++++ The data
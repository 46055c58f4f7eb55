//! File-based caching of synthesis responses.
//!
//! Synthesized audio is keyed by a SHA-256 of the rendered SSML and the
//! voice settings, so repeated runs over the same script only pay for the
//! segments that changed.

use std::path::{Path, PathBuf};

use sha2::{Digest, Sha256};

use crate::error::BoxError;
use crate::pipeline::Synthesizer;
use crate::voice::VoiceRequest;

/// Get the cache directory.
///
/// Uses `SEGUE_CACHE_DIR` env var if set, otherwise `~/.cache/segue`.
pub fn cache_dir() -> PathBuf {
    if let Ok(dir) = std::env::var("SEGUE_CACHE_DIR") {
        return PathBuf::from(dir);
    }
    let home = std::env::var("HOME").unwrap_or_else(|_| "/tmp".to_string());
    PathBuf::from(home).join(".cache").join("segue")
}

/// Cache key for a voice request. Returns a 64-character hex string.
pub fn request_key(request: &VoiceRequest) -> String {
    let mut hasher = Sha256::new();
    hasher.update(request.ssml().as_bytes());
    hasher.update(request.settings.stability.to_le_bytes());
    hasher.update(request.settings.expressiveness.to_le_bytes());
    format!("{:x}", hasher.finalize())
}

/// Atomically write data to a file via temp file + rename.
fn atomic_write(target: &Path, data: &[u8]) -> std::io::Result<()> {
    if let Some(parent) = target.parent() {
        std::fs::create_dir_all(parent)?;
    }

    let tmp_path = target.with_extension("tmp");
    std::fs::write(&tmp_path, data)?;
    std::fs::rename(&tmp_path, target)?;
    Ok(())
}

fn short(key: &str) -> &str {
    &key[..12.min(key.len())]
}

/// A [`Synthesizer`] that serves repeated requests from disk.
pub struct CachedSynthesizer<S> {
    inner: S,
    dir: PathBuf,
}

impl<S: Synthesizer> CachedSynthesizer<S> {
    /// Cache under `cache_dir()/synth`.
    pub fn new(inner: S) -> Self {
        Self::with_dir(inner, cache_dir().join("synth"))
    }

    pub fn with_dir(inner: S, dir: impl Into<PathBuf>) -> Self {
        Self {
            inner,
            dir: dir.into(),
        }
    }

    pub fn dir(&self) -> &Path {
        &self.dir
    }

    fn entry_path(&self, key: &str) -> PathBuf {
        self.dir.join(format!("{}.audio", key))
    }

    /// Return cached audio, or None if not cached.
    pub fn get_cached(&self, request: &VoiceRequest) -> Option<Vec<u8>> {
        let key = request_key(request);
        let path = self.entry_path(&key);
        if !path.metadata().map(|m| m.len() > 0).unwrap_or(false) {
            return None;
        }
        let data = std::fs::read(&path).ok()?;
        log::info!("Cache hit: synthesis ({}...)", short(&key));
        Some(data)
    }

    fn store(&self, request: &VoiceRequest, audio: &[u8]) {
        let key = request_key(request);
        match atomic_write(&self.entry_path(&key), audio) {
            Ok(()) => log::debug!("Cached synthesis ({}...)", short(&key)),
            // A failed write only costs a future cache miss.
            Err(e) => log::warn!("Could not cache synthesis ({}...): {}", short(&key), e),
        }
    }
}

impl<S: Synthesizer> Synthesizer for CachedSynthesizer<S> {
    fn synthesize(&self, request: &VoiceRequest) -> Result<Vec<u8>, BoxError> {
        if let Some(audio) = self.get_cached(request) {
            return Ok(audio);
        }
        let audio = self.inner.synthesize(request)?;
        if !audio.is_empty() {
            self.store(request, &audio);
        }
        Ok(audio)
    }
}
++++++++
= Exercise objective =
Take the entries and copy them out exactly.

= Reply =
repository 46055c58f4f7eb55
//! File-based caching of synthesis responses.
//!
//! Synthesized audio is keyed by a SHA-256 of the rendered SSML and the
//! voice settings, so repeated runs over the same script only pay for the
//! segments that changed.

use std::path::{Path, PathBuf};

use sha2::{Digest, Sha256};

use crate::error::BoxError;
use crate::pipeline::Synthesizer;
use crate::voice::VoiceRequest;

/// Get the cache directory.
///
/// Uses `SEGUE_CACHE_DIR` env var if set, otherwise `~/.cache/segue`.
pub fn cache_dir() -> PathBuf {
    if let Ok(dir) = std::env::var("SEGUE_CACHE_DIR") {
        return PathBuf::from(dir);
    }
    let home = std::env::var("HOME").unwrap_or_else(|_| "/tmp".to_string());
    PathBuf::from(home).join(".cache").join("segue")
}

/// Cache key for a voice request. Returns a 64-character hex string.
pub fn request_key(request: &VoiceRequest) -> String {
    let mut hasher = Sha256::new();
    hasher.update(request.ssml().as_bytes());
    hasher.update(request.settings.stability.to_le_bytes());
    hasher.update(request.settings.expressiveness.to_le_bytes());
    format!("{:x}", hasher.finalize())
}

/// Atomically write data to a file via temp file + rename.
fn atomic_write(target: &Path, data: &[u8]) -> std::io::Result<()> {
    if let Some(parent) = target.parent() {
        std::fs::create_dir_all(parent)?;
    }

    let tmp_path = target.with_extension("tmp");
    std::fs::write(&tmp_path, data)?;
    std::fs::rename(&tmp_path, target)?;
    Ok(())
}

fn short(key: &str) -> &str {
    &key[..12.min(key.len())]
}

/// A [`Synthesizer`] that serves repeated requests from disk.
pub struct CachedSynthesizer<S> {
    inner: S,
    dir: PathBuf,
}

impl<S: Synthesizer> CachedSynthesizer<S> {
    /// Cache under `cache_dir()/synth`.
    pub fn new(inner: S) -> Self {
        Self::with_dir(inner, cache_dir().join("synth"))
    }

    pub fn with_dir(inner: S, dir: impl Into<PathBuf>) -> Self {
        Self {
            inner,
            dir: dir.into(),
        }
    }

    pub fn dir(&self) -> &Path {
        &self.dir
    }

    fn entry_path(&self, key: &str) -> PathBuf {
        self.dir.join(format!("{}.audio", key))
    }

    /// Return cached audio, or None if not cached.
    pub fn get_cached(&self, request: &VoiceRequest) -> Option<Vec<u8>> {
        let key = request_key(request);
        let path = self.entry_path(&key);
        if !path.metadata().map(|m| m.len() > 0).unwrap_or(false) {
            return None;
        }
        let data = std::fs::read(&path).ok()?;
        log::info!("Cache hit: synthesis ({}...)", short(&key));
        Some(data)
    }

    fn store(&self, request: &VoiceRequest, audio: &[u8]) {
        let key = request_key(request);
        match atomic_write(&self.entry_path(&key), audio) {
            Ok(()) => log::debug!("Cached synthesis ({}...)", short(&key)),
            // A failed write only costs a future cache miss.
            Err(e) => log::warn!("Could not cache synthesis ({}...): {}", short(&key), e),
        }
    }
}

impl<S: Synthesizer> Synthesizer for CachedSynthesizer<S> {
    fn synthesize(&self, request: &VoiceRequest) -> Result<Vec<u8>, BoxError> {
        if let Some(audio) = self.get_cached(request) {
            return Ok(audio);
        }
        let audio = self.inner.synthesize(request)?;
        if !audio.is_empty() {
            self.store(request, &audio);
        }
        Ok(audio)
    }
}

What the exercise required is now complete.